"Medicina, superare il numero chiuso? Bonaccini ripensi al modello Ferrara"

La provocazione dell’ex rettore Unife Zauli: "E’ stato il nostro ateneo il primo a dirlo ma fummo bocciati"

di Federico Di Bisceglie

Sos sanità. La pandemia ha evidentemente accelerato processi già in corso che, nella loro drammaticità, si sono abbattuti sul sistema sanitario nazionale e a cascata su quelli territoriali. In assoluto, tra i problemi più rilevanti c’è quello dell’esiguità di personale sanitario e di medici in particolare. Tant’è che il presidente della Regione, Stefano Bonaccini nei giorni scorsi ha rilanciato la necessità di "superare il numero chiuso a Medicina" perché "non ce lo possiamo più permettere". Il tema della selezione ‘in ingresso’ dei medici torna attualissima. Un problema che nella nostra università è stato affrontato già diverso tempo fa. "Se Bonaccini volesse, un modello per superare gli attuali metodi di selezione in ingresso ci sarebbe: è quello elaborato dal nostro ateneo". A parlare è l’ex rettore Giorgio Zauli, attualmente impegnato in Arabia Saudita, che di questo progetto fu il vero e proprio ’padre’.

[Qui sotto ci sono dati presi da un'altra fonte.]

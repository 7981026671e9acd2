use std::sync::Arc;

use axum::{
    extract::{Path, State},
    http::StatusCode,
    routing::{delete, post},
    Json, Router,
};
use serde::{Deserialize, Serialize};
use tracing::error;
use uuid::Uuid;

use tradebook_agent::{AgentError, AgentRuntime};
use tradebook_core::{ApplicationError, InterfaceError};

#[derive(Clone)]
pub struct AssistantState {
    runtime: Arc<AgentRuntime>,
}

#[derive(Clone, Debug, Deserialize)]
#[serde(rename_all = "camelCase")]
pub struct ChatRequest {
    #[serde(default)]
    pub owner_id: String,
    #[serde(default)]
    pub session_id: String,
    #[serde(default)]
    pub message: String,
}

#[derive(Clone, Debug, PartialEq, Eq, Serialize)]
#[serde(rename_all = "camelCase")]
pub struct ChatResponse {
    pub success: bool,
    pub reply: String,
    pub correlation_id: String,
}

#[derive(Clone, Debug, PartialEq, Eq, Serialize)]
#[serde(rename_all = "camelCase")]
pub struct ClearResponse {
    pub success: bool,
}

#[derive(Clone, Debug, PartialEq, Eq, Serialize)]
pub struct ErrorBody {
    pub success: bool,
    pub error: String,
    pub correlation_id: String,
}

type ApiError = (StatusCode, Json<ErrorBody>);

pub fn router(runtime: Arc<AgentRuntime>) -> Router {
    Router::new()
        .route("/api/v1/assistant/chat", post(chat))
        .route("/api/v1/assistant/sessions/{owner_id}/{session_id}", delete(clear_session))
        .with_state(AssistantState { runtime })
}

pub async fn chat(
    State(state): State<AssistantState>,
    Json(request): Json<ChatRequest>,
) -> Result<Json<ChatResponse>, ApiError> {
    let turn = state
        .runtime
        .run_turn(&request.owner_id, &request.session_id, &request.message)
        .await
        .map_err(into_api_error)?;

    Ok(Json(ChatResponse { success: true, reply: turn.reply, correlation_id: turn.correlation_id }))
}

pub async fn clear_session(
    State(state): State<AssistantState>,
    Path((owner_id, session_id)): Path<(String, String)>,
) -> Result<Json<ClearResponse>, ApiError> {
    state.runtime.clear_history(&owner_id, &session_id).await.map_err(into_api_error)?;
    Ok(Json(ClearResponse { success: true }))
}

fn into_api_error(error: AgentError) -> ApiError {
    let correlation_id = Uuid::new_v4().to_string();
    let interface = ApplicationError::from(error).into_interface(correlation_id.clone());

    let (status, message) = match &interface {
        InterfaceError::BadRequest { message, .. } => (StatusCode::BAD_REQUEST, message.clone()),
        InterfaceError::ServiceUnavailable { message, .. } => {
            (StatusCode::SERVICE_UNAVAILABLE, message.clone())
        }
        InterfaceError::Internal { message, .. } => {
            (StatusCode::INTERNAL_SERVER_ERROR, message.clone())
        }
    };

    let public_error = if status == StatusCode::BAD_REQUEST {
        message
    } else {
        error!(
            event_name = "assistant.request.failed",
            correlation_id = %correlation_id,
            error = %message,
            "assistant request failed"
        );
        interface.user_message().to_string()
    };

    (
        status,
        Json(ErrorBody { success: false, error: public_error, correlation_id }),
    )
}

#[cfg(test)]
mod tests {
    use std::sync::Arc;

    use anyhow::Result;
    use async_trait::async_trait;
    use axum::body::Body;
    use axum::extract::{Path, State};
    use axum::http::{Request, StatusCode};
    use axum::Json;
    use tower::ServiceExt;

    use tradebook_agent::llm::{Completion, CompletionRequest, LlmClient};
    use tradebook_agent::store::InMemoryConversationStore;
    use tradebook_agent::tools::ToolRegistry;
    use tradebook_agent::{AgentRuntime, RuntimeSettings};

    use super::{chat, clear_session, router, AssistantState, ChatRequest};

    struct FixedLlm;

    #[async_trait]
    impl LlmClient for FixedLlm {
        async fn complete(&self, _request: &CompletionRequest) -> Result<Completion> {
            Ok(Completion::text("✅ Hello from the assistant."))
        }
    }

    fn runtime() -> Arc<AgentRuntime> {
        Arc::new(AgentRuntime::new(
            Arc::new(FixedLlm),
            Arc::new(ToolRegistry::default()),
            Arc::new(InMemoryConversationStore::default()),
            RuntimeSettings::default(),
        ))
    }

    fn request(owner: &str, session: &str, message: &str) -> Json<ChatRequest> {
        Json(ChatRequest {
            owner_id: owner.to_string(),
            session_id: session.to_string(),
            message: message.to_string(),
        })
    }

    #[tokio::test]
    async fn chat_returns_reply() {
        let state = AssistantState { runtime: runtime() };

        let Json(response) =
            chat(State(state), request("owner-1", "s1", "hi")).await.expect("chat succeeds");

        assert!(response.success);
        assert_eq!(response.reply, "✅ Hello from the assistant.");
        assert!(!response.correlation_id.is_empty());
    }

    #[tokio::test]
    async fn chat_rejects_missing_session_with_400() {
        let state = AssistantState { runtime: runtime() };

        let (status, Json(body)) =
            chat(State(state), request("owner-1", "", "hi")).await.expect_err("bad request");

        assert_eq!(status, StatusCode::BAD_REQUEST);
        assert!(!body.success);
        assert_eq!(body.error, "sessionId is required");
    }

    #[tokio::test]
    async fn clear_session_removes_history() {
        let runtime = runtime();
        let state = AssistantState { runtime: runtime.clone() };
        chat(State(state.clone()), request("owner-1", "s1", "hi")).await.expect("chat");

        let Json(cleared) = clear_session(
            State(state),
            Path(("owner-1".to_string(), "s1".to_string())),
        )
        .await
        .expect("clear");

        assert!(cleared.success);
        assert!(runtime.history("owner-1", "s1").await.expect("history").is_empty());
    }

    #[tokio::test]
    async fn routes_are_wired() {
        let app = router(runtime());

        let response = app
            .clone()
            .oneshot(
                Request::post("/api/v1/assistant/chat")
                    .header("content-type", "application/json")
                    .body(Body::from(r#"{"ownerId":"o","sessionId":"s","message":"hi"}"#))
                    .expect("request"),
            )
            .await
            .expect("response");
        assert_eq!(response.status(), StatusCode::OK);

        let response = app
            .oneshot(
                Request::delete("/api/v1/assistant/sessions/o/s").body(Body::empty()).expect("request"),
            )
            .await
            .expect("response");
        assert_eq!(response.status(), StatusCode::OK);
    }
}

Zauli, una mano tesa al presidente della Regione?

"Il presidente Bonaccini osteggiò, all’epoca, il nostro progetto per il quale tra l’altro l’ateneo era pronto ad aprire anche una sede della facoltà di Medicina anche in Romagna. Ora mi fa piacere che sia tornato sul tema della selezione ‘in ingresso’ dei medici. Anche perché, ogni anno il nostro sistema sanitario nazionale ‘perde’ almeno mille e cinquecento medicini che ‘migrano’ all’estero. Problema, quest’ultimo, che si somma al turnover legato alle uscite per sopraggiunti limiti di età".

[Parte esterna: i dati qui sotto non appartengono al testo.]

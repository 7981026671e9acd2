use std::time::Duration;

use async_trait::async_trait;
use chrono::NaiveDate;
use reqwest::{Client, Method, StatusCode};
use rust_decimal::Decimal;
use secrecy::{ExposeSecret, SecretString};
use serde::Serialize;
use serde_json::Value;
use thiserror::Error;
use tracing::{debug, warn};

use tradebook_core::config::BusinessApiConfig;

/// Request bodies send money as JSON numbers (`"balance": 250.0`).
#[derive(Clone, Debug, PartialEq, Serialize)]
#[serde(rename_all = "camelCase")]
pub struct NewBuyerRequest {
    pub owner_id: String,
    pub first_name: String,
    pub last_name: String,
    pub email: String,
    #[serde(skip_serializing_if = "Option::is_none")]
    pub phone: Option<String>,
    #[serde(with = "rust_decimal::serde::float")]
    pub balance: Decimal,
}

/// Partial update; absent fields are left untouched by the service.
#[derive(Clone, Debug, PartialEq, Serialize)]
#[serde(rename_all = "camelCase")]
pub struct BuyerUpdateRequest {
    pub owner_id: String,
    pub buyer_id: String,
    #[serde(skip_serializing_if = "Option::is_none")]
    pub first_name: Option<String>,
    #[serde(skip_serializing_if = "Option::is_none")]
    pub last_name: Option<String>,
    #[serde(skip_serializing_if = "Option::is_none")]
    pub email: Option<String>,
    #[serde(skip_serializing_if = "Option::is_none")]
    pub phone: Option<String>,
    #[serde(skip_serializing_if = "Option::is_none", with = "rust_decimal::serde::float_option")]
    pub balance: Option<Decimal>,
}

#[derive(Clone, Debug, PartialEq, Serialize)]
#[serde(rename_all = "camelCase")]
pub struct NewExpenseRequest {
    pub owner_id: String,
    pub description: String,
    #[serde(with = "rust_decimal::serde::float")]
    pub amount: Decimal,
    #[serde(skip_serializing_if = "Option::is_none")]
    pub category: Option<String>,
    pub date: NaiveDate,
}

#[derive(Debug, Error)]
pub enum RemoteError {
    #[error("business service unreachable: {0}")]
    Transport(String),
    /// The service answered and refused; `message` is its own error text.
    #[error("{message}")]
    Rejected { status: u16, message: String },
    #[error("business service returned an unreadable response: {0}")]
    Decode(String),
}

/// Mutating endpoints of the remote business service.
#[async_trait]
pub trait BusinessApi: Send + Sync {
    async fn create_buyer(&self, request: &NewBuyerRequest) -> Result<Value, RemoteError>;
    async fn update_buyer(&self, request: &BuyerUpdateRequest) -> Result<Value, RemoteError>;
    async fn create_expense(&self, request: &NewExpenseRequest) -> Result<Value, RemoteError>;
}

pub struct HttpBusinessApi {
    client: Client,
    base_url: String,
    api_key: Option<SecretString>,
}

impl HttpBusinessApi {
    pub fn from_config(config: &BusinessApiConfig) -> Result<Self, RemoteError> {
        let client = Client::builder()
            .timeout(Duration::from_secs(config.timeout_secs))
            .build()
            .map_err(|e| RemoteError::Transport(e.to_string()))?;

        Ok(Self {
            client,
            base_url: config.base_url.trim_end_matches('/').to_string(),
            api_key: config.api_key.clone(),
        })
    }

    async fn send<B>(&self, method: Method, path: &str, body: &B) -> Result<Value, RemoteError>
    where
        B: Serialize + Sync,
    {
        let url = format!("{}/{path}", self.base_url);
        debug!(event_name = "agent.remote.request", method = %method, url = %url, "calling business service");

        let mut request = self.client.request(method, &url).json(body);
        if let Some(key) = &self.api_key {
            request = request.bearer_auth(key.expose_secret());
        }

        let response = request.send().await.map_err(|e| RemoteError::Transport(e.to_string()))?;
        let status = response.status();
        let text = response.text().await.map_err(|e| RemoteError::Transport(e.to_string()))?;

        interpret_response(status, &text).map_err(|error| {
            warn!(
                event_name = "agent.remote.failed",
                url = %url,
                status = status.as_u16(),
                error = %error,
                "business service call failed"
            );
            error
        })
    }
}

/// The service reports failures either through the HTTP status or through a
/// `{"success": false, "error": "..."}` envelope with a 2xx status.
fn interpret_response(status: StatusCode, body: &str) -> Result<Value, RemoteError> {
    let parsed: Option<Value> = serde_json::from_str(body).ok();

    if !status.is_success() {
        let message = parsed
            .as_ref()
            .and_then(|value| value.get("error").or_else(|| value.get("message")))
            .and_then(Value::as_str)
            .map(str::to_string)
            .unwrap_or_else(|| {
                let trimmed = body.trim();
                if trimmed.is_empty() {
                    format!("business service returned HTTP {}", status.as_u16())
                } else {
                    trimmed.to_string()
                }
            });
        return Err(RemoteError::Rejected { status: status.as_u16(), message });
    }

    let value = parsed.ok_or_else(|| RemoteError::Decode(body.chars().take(200).collect()))?;
    if value.get("success").and_then(Value::as_bool) == Some(false) {
        let message = value
            .get("error")
            .and_then(Value::as_str)
            .unwrap_or("business service reported a failure")
            .to_string();
        return Err(RemoteError::Rejected { status: status.as_u16(), message });
    }

    Ok(value)
}

#[async_trait]
impl BusinessApi for HttpBusinessApi {
    async fn create_buyer(&self, request: &NewBuyerRequest) -> Result<Value, RemoteError> {
        self.send(Method::POST, "buyers", request).await
    }

    async fn update_buyer(&self, request: &BuyerUpdateRequest) -> Result<Value, RemoteError> {
        self.send(Method::PUT, "buyers", request).await
    }

    async fn create_expense(&self, request: &NewExpenseRequest) -> Result<Value, RemoteError> {
        self.send(Method::POST, "expenses", request).await
    }
}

Che cosa prevedeva il ‘Modello Ferrara’ per Medicina?

"Un trimestre di lezioni, da settembre a novembre e un test (anche nazionale) che misurasse i ragazzi, però, su materie curricolari: fisica medica, biologa e anatomia umana. Insomma un modo per testare i ragazzi sulla base del merito, anche perché era prevista una scrematura sulla base delle valutazioni. Oltre a questo, il sistema elaborato aveva un ulteriore vantaggio: chi non ‘passava’ il test non era costretto a perdere un anno come accade attualmente con i test d’ingresso a Medicina, ma aveva la possibilità di ‘virare’ su altre lauree sempre di tipo sanitario. Tutti, così, sono messi nelle condizioni di poter entrare ed essere testati su materie che caratterizzano la professione medica".

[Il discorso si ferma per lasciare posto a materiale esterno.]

#[derive(Debug, Default, Deserialize)]
struct LlmPatch {
    provider: Option<LlmProvider>,
    api_key: Option<String>,
    base_url: Option<String>,
    model: Option<String>,
    timeout_secs: Option<u64>,
    temperature: Option<f32>,
}

#[derive(Debug, Default, Deserialize)]
struct BusinessApiPatch {
    base_url: Option<String>,
    api_key: Option<String>,
    timeout_secs: Option<u64>,
}

#[derive(Debug, Default, Deserialize)]
struct AgentPatch {
    max_reasoning_steps: Option<u32>,
    history_window: Option<usize>,
}

#[derive(Debug, Default, Deserialize)]
struct ServerPatch {
    bind_address: Option<String>,
    port: Option<u16>,
    graceful_shutdown_secs: Option<u64>,
}

#[derive(Debug, Default, Deserialize)]
struct LoggingPatch {
    level: Option<String>,
    format: Option<LogFormat>,
}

Questo sistema, tuttavia, potrebbe generare un problema di numeri: una crescita esponenziale di aspiranti medici che rischierebbero di ‘intasare’ l’università. Non le pare?

"Il nostro ateneo ha dimostrato che il passaggio da 180 posti a medicina a 600 non è stato per nulla drammatico. Ha richiesto uno sforzo ulteriore, senz’altro. Ma grazie all’abnegazione e alla capacità dei professori siamo riusciti a garantire un servizio eccellente dal punto di vista logistico, senza abbassare la qualità dei contenuti erogati".

A proposito di numeri. Mediamente le richieste di partecipazione al test di Medicina sono attorno a quota 65 mila ogni anno. Di posti ‘reali’ ce ne sono attorno a 10 mila.

"Questo è un altro problema generato dall’errata impostazione dell’attuale metodo di selezione dei sanitari ‘in ingresso’. Ma con il modello brevettato dal nostro ateneo, si riuscirebbe a risolvere anche questo problema: immettere aspiranti medici nel sistema sanitario in modo più efficace. Peraltro, proprio per rendere questo sistema ancora più efficace, la professoressa Tiziana Bellini aveva anche organizzato dei test di auto-valutazione sui ragazzi, in collaborazione con il San Raffaele. E’ tutto proto: serve solo la volontà politica. E questo è un messaggio chiaro che mando al Governo del quale conosco l’attenzione a queste problematiche".